# [Work task]
Below are entries; copy exactly the lines from the one with "width in pixels." through the one with "covers a pixel.", both included, and leave out the rest.

--

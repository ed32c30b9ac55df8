//! Render configuration with TOML support.
//!
//! Every field has a default, so a partial file (for example only
//! `site_count = 500`) is valid.

use std::f32::consts::SQRT_2;
use std::path::Path;

use rand::rngs::StdRng;
use rand::SeedableRng;
use serde::{Deserialize, Serialize};

use crate::error::{Result, VoronoiError};
use crate::geometry::{Sites, MIN_CONE_RESOLUTION};
use crate::label::{DEFAULT_SENTINEL, MAX_LABELS};

/// Cone radius that covers the whole viewport from its center.
pub const HALF_DIAGONAL: f32 = SQRT_2;

/// Cone radius that covers the whole viewport from any point inside it.
pub const FULL_COVERAGE_RADIUS: f32 = 2.0 * SQRT_2;

/// Parameters of a single Voronoi render.
#[derive(Debug, Clone, PartialEq, Serialize, Deserialize)]
#[serde(default)]
pub struct VoronoiConfig {
    /// Number of segments in the cone's base ring. Higher values approach
    /// the Euclidean metric; low values give a polygonal one.
    pub cone_resolution: usize,
    /// Number of randomly placed sites for [`random_sites`](Self::random_sites).
    pub site_count: usize,
    /// Label target width in pixels.
    pub width: u32,
    /// Label target height in pixels.
    pub height: u32,
    /// Base radius of every cone in normalized device units.
    ///
    /// Pixels farther than this from every site stay at the sentinel label.
    pub cone_radius: f32,
    /// Label written where no cone covers a pixel.
    pub sentinel: u32,
    /// Seed for reproducible site placement. `None` draws from OS entropy.
    pub seed: Option<u64>,
}

impl Default for VoronoiConfig {
    fn default() -> Self {
        Self {
            cone_resolution: 64,
            site_count: 100,
            width: 400,
            height: 400,
            cone_radius: 1.0,
            sentinel: DEFAULT_SENTINEL,
            seed: None,
        }
    }
}

impl VoronoiConfig {
    /// Load and validate a configuration from a TOML file.
    ///
    /// # Errors
    ///
    /// Returns an I/O, parse, or validation error.
    pub fn load(path: &Path) -> Result<Self> {
        let content = std::fs::read_to_string(path)?;
        let config = Self::from_toml_str(&content)?;
        log::info!(
            "Loaded Voronoi config from {}: {}x{}, {} sites",
            path.display(),
            config.width,
            config.height,
            config.site_count
        );
        Ok(config)
    }

    /// Parse and validate a configuration from TOML text.
    ///
    /// # Errors
    ///
    /// Returns [`VoronoiError::ConfigParse`] for malformed TOML or any error
    /// from [`validate`](Self::validate).
    pub fn from_toml_str(content: &str) -> Result<Self> {
        let config: Self = toml::from_str(content)?;
        config.validate()?;
        Ok(config)
    }

    /// Check every field against its valid range.
    ///
    /// # Errors
    ///
    /// Returns [`VoronoiError::ConeResolution`], [`VoronoiError::TooManySites`]
    /// or [`VoronoiError::InvalidConfig`] describing the first bad field.
    pub fn validate(&self) -> Result<()> {
        if self.cone_resolution < MIN_CONE_RESOLUTION {
            return Err(VoronoiError::ConeResolution(self.cone_resolution));
        }
        if self.width == 0 || self.height == 0 {
            return Err(VoronoiError::InvalidConfig(format!(
                "target size {}x{} has no pixels",
                self.width, self.height
            )));
        }
        if i32::try_from(self.width).is_err() || i32::try_from(self.height).is_err() {
            return Err(VoronoiError::InvalidConfig(format!(
                "target size {}x{} exceeds the GL size limit",
                self.width, self.height
            )));
        }
        if !(self.cone_radius.is_finite() && self.cone_radius > 0.0) {
            return Err(VoronoiError::InvalidConfig(format!(
                "cone radius must be positive, got {}",
                self.cone_radius
            )));
        }
        if self.sentinel >= MAX_LABELS {
            return Err(VoronoiError::InvalidConfig(format!(
                "sentinel {:#x} does not fit in 24 bits",
                self.sentinel
            )));
        }
        self.check_site_count(self.site_count)
    }

    /// Check that `count` sites can be labelled without colliding with the
    /// sentinel.
    ///
    /// # Errors
    ///
    /// Returns [`VoronoiError::TooManySites`] past the 24-bit ceiling, or
    /// [`VoronoiError::InvalidConfig`] if the sentinel is a valid site index.
    pub fn check_site_count(&self, count: usize) -> Result<()> {
        if count > MAX_LABELS as usize {
            return Err(VoronoiError::TooManySites {
                count,
                max: MAX_LABELS,
            });
        }
        if (self.sentinel as usize) < count {
            return Err(VoronoiError::InvalidConfig(format!(
                "sentinel {:#x} collides with a label of {count} sites",
                self.sentinel
            )));
        }
        Ok(())
    }

    /// Place [`site_count`](Self::site_count) sites uniformly at random,
    /// seeded from [`seed`](Self::seed) when present.
    ///
    /// # Errors
    ///
    /// Returns [`VoronoiError::TooManySites`] if the count exceeds the label
    /// space.
    pub fn random_sites(&self) -> Result<Sites> {
        let mut rng = match self.seed {
            Some(seed) => StdRng::seed_from_u64(seed),
            None => StdRng::from_os_rng(),
        };
        Sites::random(self.site_count, &mut rng)
    }
}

--

# [Response for this exercise]
    /// Label target width in pixels.
    pub width: u32,
    /// Label target height in pixels.
    pub height: u32,
    /// Base radius of every cone in normalized device units.
    ///
    /// Pixels farther than this from every site stay at the sentinel label.
    pub cone_radius: f32,
    /// Label written where no cone covers a pixel.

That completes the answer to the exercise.